** Task goal **
Take every line of the material below that includes the string "author" and copy it out.

═══ Available records

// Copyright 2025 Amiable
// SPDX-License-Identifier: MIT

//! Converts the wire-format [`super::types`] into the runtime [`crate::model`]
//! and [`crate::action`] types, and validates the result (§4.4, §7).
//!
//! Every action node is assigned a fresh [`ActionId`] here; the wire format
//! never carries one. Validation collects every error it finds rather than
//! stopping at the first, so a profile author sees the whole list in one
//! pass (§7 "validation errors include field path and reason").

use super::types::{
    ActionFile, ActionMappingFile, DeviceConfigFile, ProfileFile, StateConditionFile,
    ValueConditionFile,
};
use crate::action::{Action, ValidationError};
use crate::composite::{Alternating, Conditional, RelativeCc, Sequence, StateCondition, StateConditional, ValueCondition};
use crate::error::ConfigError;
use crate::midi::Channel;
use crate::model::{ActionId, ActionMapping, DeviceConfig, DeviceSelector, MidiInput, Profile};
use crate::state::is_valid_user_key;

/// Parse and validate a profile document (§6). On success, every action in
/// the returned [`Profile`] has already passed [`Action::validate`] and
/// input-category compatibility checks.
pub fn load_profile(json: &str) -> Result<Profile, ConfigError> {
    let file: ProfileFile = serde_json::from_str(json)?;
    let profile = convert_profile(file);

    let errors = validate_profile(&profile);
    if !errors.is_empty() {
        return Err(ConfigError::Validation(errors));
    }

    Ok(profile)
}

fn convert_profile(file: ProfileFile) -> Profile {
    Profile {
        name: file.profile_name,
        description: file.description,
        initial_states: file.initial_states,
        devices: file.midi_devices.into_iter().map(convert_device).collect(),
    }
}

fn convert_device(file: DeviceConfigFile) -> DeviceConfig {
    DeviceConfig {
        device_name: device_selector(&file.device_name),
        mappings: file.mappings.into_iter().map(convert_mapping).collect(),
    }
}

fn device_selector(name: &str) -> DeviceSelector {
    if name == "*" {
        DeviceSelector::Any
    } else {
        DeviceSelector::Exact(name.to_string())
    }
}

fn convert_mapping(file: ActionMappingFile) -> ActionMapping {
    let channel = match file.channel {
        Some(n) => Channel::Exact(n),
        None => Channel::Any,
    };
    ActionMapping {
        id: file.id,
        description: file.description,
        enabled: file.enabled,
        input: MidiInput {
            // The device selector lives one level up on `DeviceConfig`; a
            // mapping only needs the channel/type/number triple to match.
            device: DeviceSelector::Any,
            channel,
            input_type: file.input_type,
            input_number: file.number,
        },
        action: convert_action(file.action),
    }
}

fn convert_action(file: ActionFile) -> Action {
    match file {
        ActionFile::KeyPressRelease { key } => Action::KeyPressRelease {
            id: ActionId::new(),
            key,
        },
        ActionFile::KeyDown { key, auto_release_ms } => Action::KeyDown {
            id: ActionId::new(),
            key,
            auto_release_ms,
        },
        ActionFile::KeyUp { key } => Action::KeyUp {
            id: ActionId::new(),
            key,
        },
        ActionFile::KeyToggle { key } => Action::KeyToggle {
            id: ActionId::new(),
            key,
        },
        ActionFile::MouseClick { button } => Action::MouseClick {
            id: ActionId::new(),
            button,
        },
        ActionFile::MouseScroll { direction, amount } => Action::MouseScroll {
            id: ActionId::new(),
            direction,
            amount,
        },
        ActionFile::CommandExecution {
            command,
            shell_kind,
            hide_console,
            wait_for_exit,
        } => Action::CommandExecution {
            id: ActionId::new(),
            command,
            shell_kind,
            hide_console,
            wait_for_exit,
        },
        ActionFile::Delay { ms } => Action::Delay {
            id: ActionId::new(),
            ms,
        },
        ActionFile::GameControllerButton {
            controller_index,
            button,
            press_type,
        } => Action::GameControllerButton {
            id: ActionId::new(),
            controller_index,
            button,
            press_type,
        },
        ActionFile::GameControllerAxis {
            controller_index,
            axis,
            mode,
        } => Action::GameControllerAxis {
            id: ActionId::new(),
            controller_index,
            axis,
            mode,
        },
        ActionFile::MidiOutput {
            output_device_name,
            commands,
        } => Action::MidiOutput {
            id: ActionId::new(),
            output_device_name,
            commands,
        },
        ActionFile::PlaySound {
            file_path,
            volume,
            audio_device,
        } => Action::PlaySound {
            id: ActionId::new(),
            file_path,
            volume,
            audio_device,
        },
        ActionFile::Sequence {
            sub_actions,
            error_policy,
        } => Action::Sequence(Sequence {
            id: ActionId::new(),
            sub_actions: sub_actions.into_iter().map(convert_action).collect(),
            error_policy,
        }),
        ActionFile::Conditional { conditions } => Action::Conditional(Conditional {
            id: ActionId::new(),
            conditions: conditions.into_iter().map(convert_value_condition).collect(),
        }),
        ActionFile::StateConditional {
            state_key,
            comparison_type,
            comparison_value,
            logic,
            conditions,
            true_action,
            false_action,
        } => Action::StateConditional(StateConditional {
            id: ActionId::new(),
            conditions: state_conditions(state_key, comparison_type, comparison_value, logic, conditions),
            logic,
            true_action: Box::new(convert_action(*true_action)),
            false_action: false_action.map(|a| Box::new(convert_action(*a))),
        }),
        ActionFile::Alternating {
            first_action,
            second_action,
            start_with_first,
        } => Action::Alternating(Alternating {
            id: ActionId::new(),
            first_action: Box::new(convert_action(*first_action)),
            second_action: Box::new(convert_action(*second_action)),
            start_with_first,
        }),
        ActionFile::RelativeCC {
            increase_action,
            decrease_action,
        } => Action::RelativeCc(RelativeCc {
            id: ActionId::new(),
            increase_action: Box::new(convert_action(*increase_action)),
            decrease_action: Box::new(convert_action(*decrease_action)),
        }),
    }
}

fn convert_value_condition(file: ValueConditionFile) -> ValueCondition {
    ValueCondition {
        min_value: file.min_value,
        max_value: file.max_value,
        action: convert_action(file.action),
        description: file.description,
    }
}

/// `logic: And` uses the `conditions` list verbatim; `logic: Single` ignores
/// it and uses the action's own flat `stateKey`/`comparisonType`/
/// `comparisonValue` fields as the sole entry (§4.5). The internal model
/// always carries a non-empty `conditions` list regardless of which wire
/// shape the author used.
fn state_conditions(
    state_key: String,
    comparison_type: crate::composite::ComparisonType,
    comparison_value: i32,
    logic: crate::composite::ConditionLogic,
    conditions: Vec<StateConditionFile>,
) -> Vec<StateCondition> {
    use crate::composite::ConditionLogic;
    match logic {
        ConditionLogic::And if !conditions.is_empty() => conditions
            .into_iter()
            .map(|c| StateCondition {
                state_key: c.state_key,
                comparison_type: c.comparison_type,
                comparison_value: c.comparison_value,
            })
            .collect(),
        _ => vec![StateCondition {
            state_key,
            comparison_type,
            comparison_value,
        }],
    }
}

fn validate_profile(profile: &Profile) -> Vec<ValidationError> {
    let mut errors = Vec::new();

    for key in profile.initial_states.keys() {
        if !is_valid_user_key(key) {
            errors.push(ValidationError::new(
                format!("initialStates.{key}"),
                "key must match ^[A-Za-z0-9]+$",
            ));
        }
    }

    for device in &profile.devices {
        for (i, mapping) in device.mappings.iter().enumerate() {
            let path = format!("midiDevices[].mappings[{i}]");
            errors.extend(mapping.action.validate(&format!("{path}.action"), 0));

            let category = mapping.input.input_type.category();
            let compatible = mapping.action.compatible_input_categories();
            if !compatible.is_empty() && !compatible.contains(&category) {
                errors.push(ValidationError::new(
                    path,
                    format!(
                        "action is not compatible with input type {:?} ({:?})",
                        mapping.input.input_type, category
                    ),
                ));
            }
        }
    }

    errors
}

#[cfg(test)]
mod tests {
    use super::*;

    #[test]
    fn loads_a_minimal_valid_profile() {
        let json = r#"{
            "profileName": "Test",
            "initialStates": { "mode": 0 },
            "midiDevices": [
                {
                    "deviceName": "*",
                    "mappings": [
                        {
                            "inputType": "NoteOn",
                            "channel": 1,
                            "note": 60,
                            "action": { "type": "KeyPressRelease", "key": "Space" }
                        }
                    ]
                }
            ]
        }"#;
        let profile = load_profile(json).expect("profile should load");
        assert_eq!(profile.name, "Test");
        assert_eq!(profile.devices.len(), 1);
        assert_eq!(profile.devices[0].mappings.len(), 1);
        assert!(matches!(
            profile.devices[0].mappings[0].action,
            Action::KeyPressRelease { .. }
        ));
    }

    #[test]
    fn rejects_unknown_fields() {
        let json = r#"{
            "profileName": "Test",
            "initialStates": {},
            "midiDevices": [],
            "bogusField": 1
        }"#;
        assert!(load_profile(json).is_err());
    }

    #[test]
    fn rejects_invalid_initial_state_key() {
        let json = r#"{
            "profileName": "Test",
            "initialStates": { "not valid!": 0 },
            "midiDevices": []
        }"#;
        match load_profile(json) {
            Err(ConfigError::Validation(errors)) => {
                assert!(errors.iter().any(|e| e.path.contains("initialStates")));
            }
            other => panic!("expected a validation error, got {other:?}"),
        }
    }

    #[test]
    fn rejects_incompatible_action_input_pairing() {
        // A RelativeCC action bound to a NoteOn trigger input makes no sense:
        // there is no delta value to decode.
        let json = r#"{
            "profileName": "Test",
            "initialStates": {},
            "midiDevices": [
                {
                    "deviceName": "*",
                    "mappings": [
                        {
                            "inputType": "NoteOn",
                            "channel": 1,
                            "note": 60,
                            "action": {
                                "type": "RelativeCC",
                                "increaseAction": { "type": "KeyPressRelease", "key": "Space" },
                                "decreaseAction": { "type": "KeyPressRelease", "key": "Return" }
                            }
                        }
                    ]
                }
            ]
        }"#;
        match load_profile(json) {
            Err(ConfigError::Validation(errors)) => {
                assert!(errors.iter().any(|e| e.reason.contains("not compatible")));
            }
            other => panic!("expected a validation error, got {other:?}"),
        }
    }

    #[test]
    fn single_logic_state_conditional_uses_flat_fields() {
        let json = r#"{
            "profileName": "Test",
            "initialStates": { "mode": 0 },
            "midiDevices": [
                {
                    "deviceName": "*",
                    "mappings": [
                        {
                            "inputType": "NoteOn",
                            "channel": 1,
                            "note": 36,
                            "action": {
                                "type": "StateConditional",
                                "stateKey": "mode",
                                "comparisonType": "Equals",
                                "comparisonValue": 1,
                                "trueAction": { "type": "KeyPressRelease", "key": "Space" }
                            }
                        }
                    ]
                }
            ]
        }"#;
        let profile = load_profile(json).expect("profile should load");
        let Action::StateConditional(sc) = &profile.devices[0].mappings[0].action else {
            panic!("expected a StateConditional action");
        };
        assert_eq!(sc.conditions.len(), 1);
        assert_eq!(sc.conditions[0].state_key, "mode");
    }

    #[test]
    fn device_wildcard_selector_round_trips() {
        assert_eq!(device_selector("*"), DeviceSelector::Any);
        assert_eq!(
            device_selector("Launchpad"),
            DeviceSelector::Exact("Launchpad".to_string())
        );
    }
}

══════

** Solved problem **
//! stopping at the first, so a profile author sees the whole list in one
/// shape the author used.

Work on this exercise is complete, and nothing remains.